But here is the clincher. Many Eastern Catholics (Byzantine, Ukrainians and others) recited the filioque clause for a long period of time….and then were told to stop. Books were re-written. Explanations were given. I remember asking clergymen in the Byzantine Catholic Church about the reasons for the change….and they told me that the filioque clause was theologically incorrect and that Rome is mistaken.
There’s your confusion!
 
I haven’t seen anyone on this thread, or anywhere else, say that the teaching is the same. The statements of Photius and the teaching of the Fathers are diametrically opposed.

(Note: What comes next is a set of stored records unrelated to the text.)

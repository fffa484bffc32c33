use crate::conversion::ConversionResult;
use crate::error::{Error, FailureKind};
use crate::models::JobStatus;
use serde::Serialize;
use std::collections::HashMap;
use std::fmt;
use std::path::PathBuf;
use std::str::FromStr;
use std::sync::{Arc, PoisonError, RwLock};

#[derive(Debug, Clone, Copy, PartialEq, Eq, Hash, Serialize)]
#[serde(rename_all = "lowercase")]
pub enum EventKind {
    Start,
    Progress,
    Status,
    Complete,
    Error,
}

impl EventKind {
    pub const ALL: [EventKind; 5] = [
        EventKind::Start,
        EventKind::Progress,
        EventKind::Status,
        EventKind::Complete,
        EventKind::Error,
    ];

    pub fn as_str(self) -> &'static str {
        match self {
            EventKind::Start => "start",
            EventKind::Progress => "progress",
            EventKind::Status => "status",
            EventKind::Complete => "complete",
            EventKind::Error => "error",
        }
    }
}

impl FromStr for EventKind {
    type Err = Error;

    fn from_str(name: &str) -> Result<Self, Self::Err> {
        EventKind::ALL
            .into_iter()
            .find(|kind| kind.as_str() == name)
            .ok_or_else(|| Error::InvalidArgument(format!("Unknown event: {}", name)))
    }
}

impl fmt::Display for EventKind {
    fn fmt(&self, f: &mut fmt::Formatter<'_>) -> fmt::Result {
        f.write_str(self.as_str())
    }
}

#[derive(Debug, Clone, Copy, PartialEq, Eq, Serialize)]
#[serde(rename_all = "kebab-case")]
pub enum ProgressStep {
    RequestingUploadUrl,
    Uploading,
    Confirming,
    Converting,
    Downloading,
}

impl ProgressStep {
    pub fn as_str(self) -> &'static str {
        match self {
            ProgressStep::RequestingUploadUrl => "requesting-upload-url",
            ProgressStep::Uploading => "uploading",
            ProgressStep::Confirming => "confirming",
            ProgressStep::Converting => "converting",
            ProgressStep::Downloading => "downloading",
        }
    }

    pub fn message(self) -> &'static str {
        match self {
            ProgressStep::RequestingUploadUrl => "Requesting upload URL from server...",
            ProgressStep::Uploading => "Uploading file to cloud storage...",
            ProgressStep::Confirming => "Confirming upload and queuing conversion...",
            ProgressStep::Converting => "Converting image...",
            ProgressStep::Downloading => "Downloading converted file...",
        }
    }
}

#[derive(Debug, Clone, PartialEq, Serialize)]
pub struct StartEvent {
    pub file_name: String,
    pub source_format: String,
    pub target_format: String,
}

#[derive(Debug, Clone, PartialEq, Serialize)]
pub struct ProgressEvent {
    pub step: ProgressStep,
    pub message: String,
    pub job_id: Option<String>,
    pub status: Option<JobStatus>,
}

impl ProgressEvent {
    pub fn new(step: ProgressStep, job_id: Option<&str>) -> Self {
        Self {
            step,
            message: step.message().to_string(),
            job_id: job_id.map(str::to_string),
            status: None,
        }
    }
}

#[derive(Debug, Clone, PartialEq, Serialize)]
pub struct StatusEvent {
    pub job_id: String,
    pub status: JobStatus,
    pub attempt: u32,
    pub max_attempts: u32,
}

#[derive(Debug, Clone, PartialEq, Serialize)]
pub struct ErrorEvent {
    pub error: String,
    pub kind: Option<FailureKind>,
    pub input_path: PathBuf,
    pub target_format: String,
}

#[derive(Debug, Clone, PartialEq, Serialize)]
#[serde(tag = "event", content = "data", rename_all = "lowercase")]
pub enum ConversionEvent {
    Start(StartEvent),
    Progress(ProgressEvent),
    Status(StatusEvent),
    Complete(ConversionResult),
    Error(ErrorEvent),
}

impl ConversionEvent {
    pub fn kind(&self) -> EventKind {
        match self {
            ConversionEvent::Start(_) => EventKind::Start,
            ConversionEvent::Progress(_) => EventKind::Progress,
            ConversionEvent::Status(_) => EventKind::Status,
            ConversionEvent::Complete(_) => EventKind::Complete,
            ConversionEvent::Error(_) => EventKind::Error,
        }
    }
}

pub type EventHandler = Arc<dyn Fn(&ConversionEvent) + Send + Sync>;

/// One handler slot per event kind, shared by every clone of a client.
#[derive(Clone, Default)]
pub struct EventHandlers {
    slots: Arc<RwLock<HashMap<EventKind, EventHandler>>>,
}

impl EventHandlers {
    pub fn new() -> Self {
        Self::default()
    }

    /// Replaces whatever handler was registered for `kind`.
    pub fn register(&self, kind: EventKind, handler: EventHandler) {
        let mut slots = self.slots.write().unwrap_or_else(PoisonError::into_inner);
        slots.insert(kind, handler);
    }

    pub fn unregister(&self, kind: EventKind) -> bool {
        let mut slots = self.slots.write().unwrap_or_else(PoisonError::into_inner);
        slots.remove(&kind).is_some()
    }

    pub fn is_registered(&self, kind: EventKind) -> bool {
        let slots = self.slots.read().unwrap_or_else(PoisonError::into_inner);
        slots.contains_key(&kind)
    }

    /// Invokes the handler inline; the lock is released first so a handler
    /// may re-register.
    pub fn emit(&self, event: ConversionEvent) {
        let handler = {
            let slots = self.slots.read().unwrap_or_else(PoisonError::into_inner);
            slots.get(&event.kind()).cloned()
        };

        if let Some(handler) = handler {
            handler(&event);
        }
    }
}

impl fmt::Debug for EventHandlers {
    fn fmt(&self, f: &mut fmt::Formatter<'_>) -> fmt::Result {
        let slots = self.slots.read().unwrap_or_else(PoisonError::into_inner);
        let registered: Vec<EventKind> = EventKind::ALL
            .into_iter()
            .filter(|kind| slots.contains_key(kind))
            .collect();
        f.debug_struct("EventHandlers")
            .field("registered", &registered)
            .finish()
    }
}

What is often said, and I’m saying it here, is that those who object to the filioque do so on false grounds, not understanding what the filioque actually teaches.

Peace and God bless!
I think it states precisely what it teaches, that the Holy Spirit proceeds from the Father AND THE SON (filioque). The very words of our Lord Himself, teach that the Holy Spirit proceeds from the Father ALONE. Mickey mentioned this talk about “semantics”. It really kills me to see people try to twist the Faith of the Orthodox to fit their own by saying “you just don’t understand what we’re saying”, when it was clearly stated in the first place, and that’s why the Church called it heresy.
 
I think it states precisely what it teaches, that the Holy Spirit proceeds from the Father AND THE SON (filioque). The very words of our Lord Himself, teach that the Holy Spirit proceeds from the Father ALONE. Mickey mentioned this talk about “semantics”. It really kills me to see people try to twist the Faith of the Orthodox to fit their own by saying “you just don’t understand what we’re saying”, when it was clearly stated in the first place, and that’s why the Church called it heresy.
The words of Christ do not say “from the Father alone” any more than the words of Paul say “you are saved by Faith alone”. Furthermore, Christ did not say “proceeds” but rather “ekporousis”; proceeds has a different meaning. You are falling into the very linguistic error Mardukm and I have highlighted time and time again. 😛

And let this post highlight the reason these discussions continue, and why removing the word “filioque” from the Latin Liturgical Creed wouldn’t solve the problem: there are Orthodox who consider the teaching of the filioque heresy.

I also want to clarify something about what Mickey said earlier: his friend is not Melkite Catholic, but Ruthenian, and his views were disapproved of by the previous U.S. Melkite Bishop Sayedna Cyril. I know this because I personally spoke with Sayedna Cyril about those views and theological interpretations (I haven’t spoken to the new Bishop, Sayedna Nicholas, about these things). More than that I won’t say because that person is not actually posting in this discussion.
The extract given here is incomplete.